这些局限是作者所处时代与阶级的必然产物,我们在阅读这部作品时,应站在现代历史研究的立场,以批判性的眼光审视其中蕴含的专制、迷信与等级思想,客观看待其历史局限性。
五、越南汉文小说的独特趣味
以《皇越龙兴志》为代表的越南汉文小说,是东亚汉文化圈交流融合的一个重要代表作。
越南汉文小说以中国的古典文学形式、思想资源为骨架,讲述纯粹的越南历史故事。读者在阅读中,既能看到似曾相识的三国谋略、水浒义气,但其故事的舞台却是越南的富春、归仁、嘉定,核心人物是阮文岳、阮文惠、阮福映等越南历史人物。这种“中体越用”的文本创作,让作品既有熟悉的中华古典文学审美框架,又有新鲜的异域历史风情。
《皇越龙兴志》将越南自身波澜壮阔的历史——如与占城、真腊的千年恩怨,郑阮两派的长期对峙,西山朝的崛起与衰落——进行文学化的经典处理,赋予了本国历史以如同中国三国、隋唐般的传奇色彩。

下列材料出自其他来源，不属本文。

use crate::headers::{HEADER_TRACEPARENT, HEADER_TRACESTATE};
use std::collections::HashMap;
use std::fmt::{Display, Formatter};
use std::sync::Arc;
use uuid::Uuid;

/// A W3C trace context carried across the fabric in the `traceparent` and
/// `tracestate` headers.
///
/// Injection emits the version-00 form
/// `00-<32 hex trace id>-<16 hex span id>-<01|00>`. Extraction is strict but
/// silent: any deviation from the well-formed shape (wrong version, wrong
/// field lengths, non-hex characters, all-zero identifiers) yields
/// [`None`] rather than an error, so a malformed upstream header can never
/// fail a delivery.
#[derive(Debug, Clone, PartialEq, Eq)]
pub struct TraceContext {
    /// The 128-bit trace identifier shared by every span of the trace.
    trace_id: u128,
    /// The 64-bit identifier of the current span.
    span_id: u64,
    /// Whether the trace is sampled (the `01` flag).
    sampled: bool,
    /// Opaque vendor state, passed through verbatim.
    state: Option<Arc<str>>,
}

impl TraceContext {
    /// Starts a brand new sampled trace with fresh identifiers.
    pub fn generate() -> Self {
        Self {
            trace_id: nonzero_trace_id(),
            span_id: nonzero_span_id(),
            sampled: true,
            state: None,
        }
    }

    /// Derives a child context: same trace identifier and state, fresh span
    /// identifier.
    pub fn child(&self) -> Self {
        Self {
            trace_id: self.trace_id,
            span_id: nonzero_span_id(),
            sampled: self.sampled,
            state: self.state.clone(),
        }
    }

    /// Exposes the trace identifier.
    pub fn trace_id(&self) -> u128 {
        self.trace_id
    }

    /// Exposes the span identifier.
    pub fn span_id(&self) -> u64 {
        self.span_id
    }

    /// Reports whether the trace is sampled.
    pub fn is_sampled(&self) -> bool {
        self.sampled
    }

    /// Exposes the opaque vendor state, if any.
    pub fn state(&self) -> Option<&str> {
        self.state.as_deref()
    }
}

impl TraceContext {
    /// Writes this context into the given header map: `traceparent` always,
    /// `tracestate` when vendor state is present.
    pub fn inject(&self, headers: &mut HashMap<String, String>) {
        headers.insert(HEADER_TRACEPARENT.to_string(), self.to_string());

        if let Some(state) = &self.state {
            headers.insert(HEADER_TRACESTATE.to_string(), state.to_string());
        }
    }

    /// Reads a remote context out of the given header map.
    ///
    /// Returns a context only when the `traceparent` value has version `00`
    /// and exactly 32/16/2 hex characters in its three remaining fields;
    /// anything else silently yields [`None`].
    pub fn extract(headers: &HashMap<String, String>) -> Option<Self> {
        let traceparent = headers.get(HEADER_TRACEPARENT)?;

        let mut parts = traceparent.split('-');
        let version = parts.next()?;
        let trace_id = parts.next()?;
        let span_id = parts.next()?;
        let flags = parts.next()?;

        // Version 00 has exactly four fields
        if parts.next().is_some() {
            return None;
        }

        if version != "00" || trace_id.len() != 32 || span_id.len() != 16 || flags.len() != 2 {
            return None;
        }

        let trace_id = u128::from_str_radix(trace_id, 16).ok()?;
        let span_id = u64::from_str_radix(span_id, 16).ok()?;
        let flags = u8::from_str_radix(flags, 16).ok()?;

        // All-zero identifiers are explicitly invalid
        if trace_id == 0 || span_id == 0 {
            return None;
        }

        let state = headers
            .get(HEADER_TRACESTATE)
            .map(|value| Arc::from(value.as_str()));

        Some(Self {
            trace_id,
            span_id,
            sampled: flags & 0x01 == 0x01,
            state,
        })
    }
}

impl Display for TraceContext {
    fn fmt(&self, f: &mut Formatter<'_>) -> std::fmt::Result {
        write!(
            f,
            "00-{:032x}-{:016x}-{:02x}",
            self.trace_id,
            self.span_id,
            if self.sampled { 0x01u8 } else { 0x00u8 },
        )
    }
}

/// Draws a random non-zero 128-bit trace identifier.
fn nonzero_trace_id() -> u128 {
    loop {
        let candidate = Uuid::new_v4().as_u128();
        if candidate != 0 {
            return candidate;
        }
    }
}

/// Draws a random non-zero 64-bit span identifier.
fn nonzero_span_id() -> u64 {
    loop {
        let candidate = Uuid::new_v4().as_u128() as u64;
        if candidate != 0 {
            return candidate;
        }
    }
}

#[cfg(test)]
mod tests {
    use super::*;
    use pretty_assertions::assert_eq;

    fn headers_with(traceparent: &str) -> HashMap<String, String> {
        HashMap::from([(HEADER_TRACEPARENT.to_string(), traceparent.to_string())])
    }

    #[test]
    fn inject_then_extract_is_identity() {
        // Given
        let context = TraceContext::generate();
        let mut headers = HashMap::new();

        // When
        context.inject(&mut headers);
        let extracted = TraceContext::extract(&headers).unwrap();

        // Then
        assert_eq!(extracted.trace_id(), context.trace_id());
        assert_eq!(extracted.span_id(), context.span_id());
        assert_eq!(extracted.is_sampled(), context.is_sampled());
    }

    #[test]
    fn child_keeps_trace_id_and_rerolls_span_id() {
        // Given
        let parent = TraceContext::generate();

        // When
        let child = parent.child();

        // Then
        assert_eq!(child.trace_id(), parent.trace_id());
        assert_ne!(child.span_id(), parent.span_id());
    }

    #[test]
    fn well_formed_traceparent_extracts() {
        let headers = headers_with("00-0af7651916cd43dd8448eb211c80319c-b7ad6b7169203331-01");

        let context = TraceContext::extract(&headers).unwrap();

        assert_eq!(context.trace_id(), 0x0af7651916cd43dd8448eb211c80319c);
        assert_eq!(context.span_id(), 0xb7ad6b7169203331);
        assert!(context.is_sampled());
    }

    #[test]
    fn unsampled_flag_is_recognized() {
        let headers = headers_with("00-0af7651916cd43dd8448eb211c80319c-b7ad6b7169203331-00");

        assert!(!TraceContext::extract(&headers).unwrap().is_sampled());
    }

    #[test]
    fn deviations_silently_yield_none() {
        // Wrong version
        let headers = headers_with("01-0af7651916cd43dd8448eb211c80319c-b7ad6b7169203331-01");
        assert_eq!(TraceContext::extract(&headers), None);

        // Truncated trace id
        let headers = headers_with("00-0af7651916cd43dd-b7ad6b7169203331-01");
        assert_eq!(TraceContext::extract(&headers), None);

        // Truncated span id
        let headers = headers_with("00-0af7651916cd43dd8448eb211c80319c-b7ad6b71-01");
        assert_eq!(TraceContext::extract(&headers), None);

        // Non-hex characters
        let headers = headers_with("00-zzf7651916cd43dd8448eb211c80319c-b7ad6b7169203331-01");
        assert_eq!(TraceContext::extract(&headers), None);

        // All-zero trace id
        let headers = headers_with("00-00000000000000000000000000000000-b7ad6b7169203331-01");
        assert_eq!(TraceContext::extract(&headers), None);

        // Trailing field
        let headers = headers_with("00-0af7651916cd43dd8448eb211c80319c-b7ad6b7169203331-01-x");
        assert_eq!(TraceContext::extract(&headers), None);

        // Missing header entirely
        assert_eq!(TraceContext::extract(&HashMap::new()), None);
    }

    #[test]
    fn tracestate_passes_through() {
        // Given
        let mut headers = headers_with("00-0af7651916cd43dd8448eb211c80319c-b7ad6b7169203331-01");
        headers.insert(HEADER_TRACESTATE.to_string(), "vendor=opaque".to_string());

        // When
        let context = TraceContext::extract(&headers).unwrap();
        let mut reinjected = HashMap::new();
        context.inject(&mut reinjected);

        // Then
        assert_eq!(context.state(), Some("vendor=opaque"));
        assert_eq!(
            reinjected.get(HEADER_TRACESTATE).map(String::as_str),
            Some("vendor=opaque"),
        );
    }
}
use std::fmt::{Debug, Formatter};
use std::sync::Arc;
use tokio_util::sync::CancellationToken;
use tracing::debug;

/// A token issued for every workload registered with
/// [`FabricSpindown`](crate::FabricSpindown). The token carries the
/// workload's name, so punch-outs are attributable in logs.
///
/// The owning workload uses the token to
/// [indicate](SpindownToken::punch_out) that it has gracefully completed and
/// cleaned up its resources; letting the token go out of scope punches out
/// as well.
pub struct SpindownToken {
    workload: Arc<str>,
    token: CancellationToken,
}

impl SpindownToken {
    /// Internal constructor.
    pub(crate) fn new(workload: Arc<str>, token: CancellationToken) -> Self {
        Self { workload, token }
    }

    /// Indicates that the workload associated with this token has completed
    /// its spindown procedure, whatever it might be. Only the first
    /// punch-out of a given token is recorded.
    pub fn punch_out(&self) {
        if !self.token.is_cancelled() {
            debug!(workload = self.workload.as_ref(), "Workload punched out");

            self.token.cancel();
        }
    }

    /// Reports whether this token has already been punched out.
    pub fn is_punched_out(&self) -> bool {
        self.token.is_cancelled()
    }
}

impl Drop for SpindownToken {
    fn drop(&mut self) {
        self.punch_out();
    }
}

impl Debug for SpindownToken {
    fn fmt(&self, f: &mut Formatter<'_>) -> std::fmt::Result {
        f.debug_struct("SpindownToken")
            .field("workload", &self.workload)
            .field("punched_out", &self.is_punched_out())
            .finish()
    }
}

吴甲豆创作此书之时,越南已沦于法国的殖民统治之下,国家主权丧失,民族文化面临着被侵蚀的危机。他在序言中感慨越南人尚且不了解越南的历史,其潜心修史的举动,在彼时的殖民背景下,早已超越了单纯的文学创作,暗含着通过追溯越南历史上的光荣时刻,借以存续民族文化、砥砺民族精神的深意。